Abstract

Complete postoperative evaluation of implantable cardioverter-defibrillators (ICDs) before discharge, including arrhythmia induction, has been the standard since their introduction. Whereas the original ICDs provided little telemetered information and used separate pace-sense and defibrillation leads, modern, third-generation devices provide pace-sense function information in addition to other data and are used in conjunction with integrated transvenous endocardial leads that combine pace-sense and defibrillation function. Changes in lead position, which can potentially result in either an inability to detect fibrillation or to terminate it, should be mirrored by changes in resting pace-sense function.

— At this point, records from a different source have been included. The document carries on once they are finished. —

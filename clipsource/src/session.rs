//! Session building.
//!
//! A [`Session`] is one archive identifier turned into something the player
//! can start immediately: metadata, the chosen file, a byte-range locator, an
//! opened media asset and a safe random start offset.
//!
//! Building is a chain of slow steps (metadata fetch, listing, duration
//! estimates, locator resolution, opening, probing). The builder checks its
//! [`CancellationToken`] before and after every one of them so background
//! work can get out of the way of a foreground preload within one step.

use crate::client::ArchiveClient;
use crate::error::{FetchError, Result};
use crate::media::{MediaAsset, MediaOpener, OpenOptions};
use crate::models::{FileRef, MediaFormat};
use crate::preferences::PreferenceStore;
use async_trait::async_trait;
use chrono::{DateTime, Utc};
use rand::seq::IndexedRandom;
use rand::Rng;
use std::fmt;
use std::ops::Range;
use std::sync::{Arc, Mutex, OnceLock, PoisonError};
use tokio::task::JoinHandle;
use tokio::time::Instant;
use tokio_util::sync::CancellationToken;
use tracing::{debug, warn};
use url::Url;
use uuid::Uuid;

/// Share of the clip kept out of the random start window.
pub const TAIL_RATIO: f64 = 0.2;
/// Minimum seconds kept out of the random start window.
pub const TAIL_MIN_SECS: f64 = 60.0;
/// Seconds of content that must remain after the start offset.
pub const TRAILING_MIN_SECS: f64 = 40.0;
/// Windows narrower than this start at 0.
pub const WINDOW_MIN_SECS: f64 = 10.0;

/// Range of acceptable random start offsets for a clip of `duration` seconds.
///
/// `None` means the clip must start at the beginning.
pub fn start_offset_window(duration: f64) -> Option<Range<f64>> {
    if !duration.is_finite() || duration <= 0.0 {
        return None;
    }
    let upper = (duration - (duration * TAIL_RATIO).max(TAIL_MIN_SECS))
        .min(duration - TRAILING_MIN_SECS);
    if upper < WINDOW_MIN_SECS {
        return None;
    }
    Some(0.0..upper)
}

pub fn pick_start_offset<R: Rng>(
    duration: f64,
    start_at_beginning: bool,
    rng: &mut R,
) -> f64 {
    if start_at_beginning {
        return 0.0;
    }
    match start_offset_window(duration) {
        Some(window) => rng.random_range(window),
        None => 0.0,
    }
}

/// A fully prepared, playable clip.
///
/// Everything is immutable once built except the favorite timestamp. The
/// media asset is owned by the session; a pending duration probe is aborted
/// when the session is dropped.
pub struct Session {
    instance_id: Uuid,
    identifier: String,
    collection: String,
    title: String,
    description: String,
    file_name: String,
    format: MediaFormat,
    locator: Url,
    media: Arc<dyn MediaAsset>,
    start_offset: f64,
    duration: f64,
    file_count: usize,
    built_at: Instant,
    favorited_at: Mutex<Option<DateTime<Utc>>>,
    probed_duration: Arc<OnceLock<f64>>,
    probe: Option<JoinHandle<()>>,
}

impl Session {
    pub fn instance_id(&self) -> Uuid {
        self.instance_id
    }

    pub fn identifier(&self) -> &str {
        &self.identifier
    }

    pub fn collection(&self) -> &str {
        &self.collection
    }

    pub fn title(&self) -> &str {
        &self.title
    }

    pub fn description(&self) -> &str {
        &self.description
    }

    pub fn file_name(&self) -> &str {
        &self.file_name
    }

    pub fn format(&self) -> MediaFormat {
        self.format
    }

    pub fn locator(&self) -> &Url {
        &self.locator
    }

    pub fn media(&self) -> &Arc<dyn MediaAsset> {
        &self.media
    }

    /// Seconds into the file where playback starts.
    pub fn start_offset(&self) -> f64 {
        self.start_offset
    }

    /// Estimated duration used to compute the start offset.
    pub fn duration(&self) -> f64 {
        self.duration
    }

    /// Duration reported by the background probe, once it completed.
    pub fn probed_duration(&self) -> Option<f64> {
        self.probed_duration.get().copied()
    }

    /// Distinct media files of the identifier (at least 1).
    pub fn file_count(&self) -> usize {
        self.file_count
    }

    pub fn age(&self) -> std::time::Duration {
        self.built_at.elapsed()
    }

    pub fn favorited_at(&self) -> Option<DateTime<Utc>> {
        *self
            .favorited_at
            .lock()
            .unwrap_or_else(PoisonError::into_inner)
    }

    pub fn set_favorited_at(&self, at: Option<DateTime<Utc>>) {
        *self
            .favorited_at
            .lock()
            .unwrap_or_else(PoisonError::into_inner) = at;
    }
}

impl fmt::Debug for Session {
    fn fmt(&self, f: &mut fmt::Formatter<'_>) -> fmt::Result {
        f.debug_struct("Session")
            .field("identifier", &self.identifier)
            .field("collection", &self.collection)
            .field("file_name", &self.file_name)
            .field("start_offset", &self.start_offset)
            .field("duration", &self.duration)
            .field("file_count", &self.file_count)
            .field("instance_id", &self.instance_id)
            .finish_non_exhaustive()
    }
}

impl Drop for Session {
    fn drop(&mut self) {
        if let Some(probe) = self.probe.take() {
            probe.abort();
        }
    }
}

/// Something that turns an identifier into a [`Session`].
#[async_trait]
pub trait SessionFactory: Send + Sync {
    async fn build(&self, identifier: &str, cancel: &CancellationToken) -> Result<Session>;
}

/// Something that hands out the next identifier to fetch.
#[async_trait]
pub trait IdentifierSource: Send + Sync {
    async fn next_identifier(&self) -> Result<String>;
}

fn checkpoint(cancel: &CancellationToken, stage: &'static str) -> Result<()> {
    if cancel.is_cancelled() {
        debug!(stage, "Session build cancelled");
        return Err(FetchError::Cancelled(stage));
    }
    Ok(())
}

/// Builds sessions from the archive, a media opener and the user preferences.
#[derive(Clone)]
pub struct SessionBuilder {
    client: Arc<dyn ArchiveClient>,
    opener: Arc<dyn MediaOpener>,
    preferences: Arc<dyn PreferenceStore>,
}

impl SessionBuilder {
    pub fn new(
        client: Arc<dyn ArchiveClient>,
        opener: Arc<dyn MediaOpener>,
        preferences: Arc<dyn PreferenceStore>,
    ) -> Self {
        Self {
            client,
            opener,
            preferences,
        }
    }

    pub fn client(&self) -> &Arc<dyn ArchiveClient> {
        &self.client
    }

    /// Builds a session for `identifier`.
    ///
    /// Returns [`FetchError::Cancelled`] as soon as `cancel` is observed at a
    /// step boundary; anything opened so far is released.
    pub async fn build(&self, identifier: &str, cancel: &CancellationToken) -> Result<Session> {
        checkpoint(cancel, "start")?;
        let metadata = self.client.fetch_metadata(identifier).await?;
        checkpoint(cancel, "metadata")?;

        let listed = self.client.list_playable_files(&metadata).await?;
        checkpoint(cancel, "file listing")?;

        let candidates: Vec<FileRef> = listed.into_iter().filter(FileRef::is_playable).collect();
        if candidates.is_empty() {
            return Err(FetchError::NoPlayableFile(identifier.to_string()));
        }

        let (file, duration) = self.select_file(&candidates).await;
        checkpoint(cancel, "file selection")?;

        let locator = self.client.resolve_locator(&file, identifier).await?;
        checkpoint(cancel, "locator")?;

        let format = file.media_format();
        let media = self
            .opener
            .open(&locator, OpenOptions::for_format(format))
            .await?;
        checkpoint(cancel, "open")?;

        let start_at_beginning = self.preferences.snapshot().start_at_beginning;
        let start_offset = pick_start_offset(duration, start_at_beginning, &mut rand::rng());
        checkpoint(cancel, "probe")?;

        let probed_duration = Arc::new(OnceLock::new());
        let probe = spawn_probe(identifier, Arc::clone(&media), Arc::clone(&probed_duration));

        let session = Session {
            instance_id: Uuid::new_v4(),
            identifier: metadata.identifier.clone(),
            collection: metadata.primary_collection().to_string(),
            title: metadata.title.clone(),
            description: metadata.description.clone(),
            file_name: file.name.clone(),
            format,
            locator,
            media,
            start_offset,
            duration,
            file_count: metadata.distinct_media_files(),
            built_at: Instant::now(),
            favorited_at: Mutex::new(None),
            probed_duration,
            probe: Some(probe),
        };

        debug!(
            identifier = session.identifier(),
            file = session.file_name(),
            start_offset = session.start_offset(),
            duration = session.duration(),
            "Session built"
        );
        Ok(session)
    }

    /// Picks the longest candidate; equally long candidates are drawn at random.
    async fn select_file(&self, candidates: &[FileRef]) -> (FileRef, f64) {
        let mut scored = Vec::with_capacity(candidates.len());
        for file in candidates {
            let duration = match self.client.estimate_duration(file).await {
                Ok(d) if d.is_finite() && d > 0.0 => d,
                Ok(_) => 0.0,
                Err(e) => {
                    debug!(file = %file.name, "No duration estimate: {}", e);
                    0.0
                }
            };
            scored.push((file, duration));
        }

        let longest = scored
            .iter()
            .map(|(_, d)| d.round() as u64)
            .max()
            .unwrap_or(0);
        let best: Vec<&(&FileRef, f64)> = scored
            .iter()
            .filter(|(_, d)| d.round() as u64 == longest)
            .collect();

        match best.choose(&mut rand::rng()) {
            Some((file, duration)) => ((*file).clone(), *duration),
            None => (candidates[0].clone(), 0.0),
        }
    }
}

fn spawn_probe(
    identifier: &str,
    media: Arc<dyn MediaAsset>,
    slot: Arc<OnceLock<f64>>,
) -> JoinHandle<()> {
    let identifier = identifier.to_string();
    tokio::spawn(async move {
        match media.probe_duration().await {
            Ok(duration) => {
                let _ = slot.set(duration);
            }
            Err(e) => {
                warn!(identifier = %identifier, "Duration probe failed (non fatal): {}", e);
            }
        }
    })
}

#[async_trait]
impl SessionFactory for SessionBuilder {
    async fn build(&self, identifier: &str, cancel: &CancellationToken) -> Result<Session> {
        SessionBuilder::build(self, identifier, cancel).await
    }
}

Thus, for newer ICDs implanted with integrated endocardial lead systems, it is possible that in at least some cases predischarge arrhythmia inductions can be avoided. Two hundred patients receiving third-generation ICDs in conjunction with integrated transvenous leads were evaluated before discharge. Defibrillation detection or termination problems were seen in 8. Declines in resting R-wave amplitude and pacing impedance were significantly associated with such complications (−7 ± 5 vs −0.3 ± 2.3 mV [p <0.0001] and −158 ± 138 vs −93 ± 76 Ω [p <0.05], for those with vs without complications, respectively), as were gross right ventricular lead migrations on chest x-ray. No patient with a defibrillation complication had an R-wave change of <3 mV. However, 13% of patients without complications had R-wave changes of >3 mV. It is concluded that a pace-sense evaluation of ICDs may be a satisfactory screen to determine those who need to go on to complete testing with arrhythmia induction in selected cases.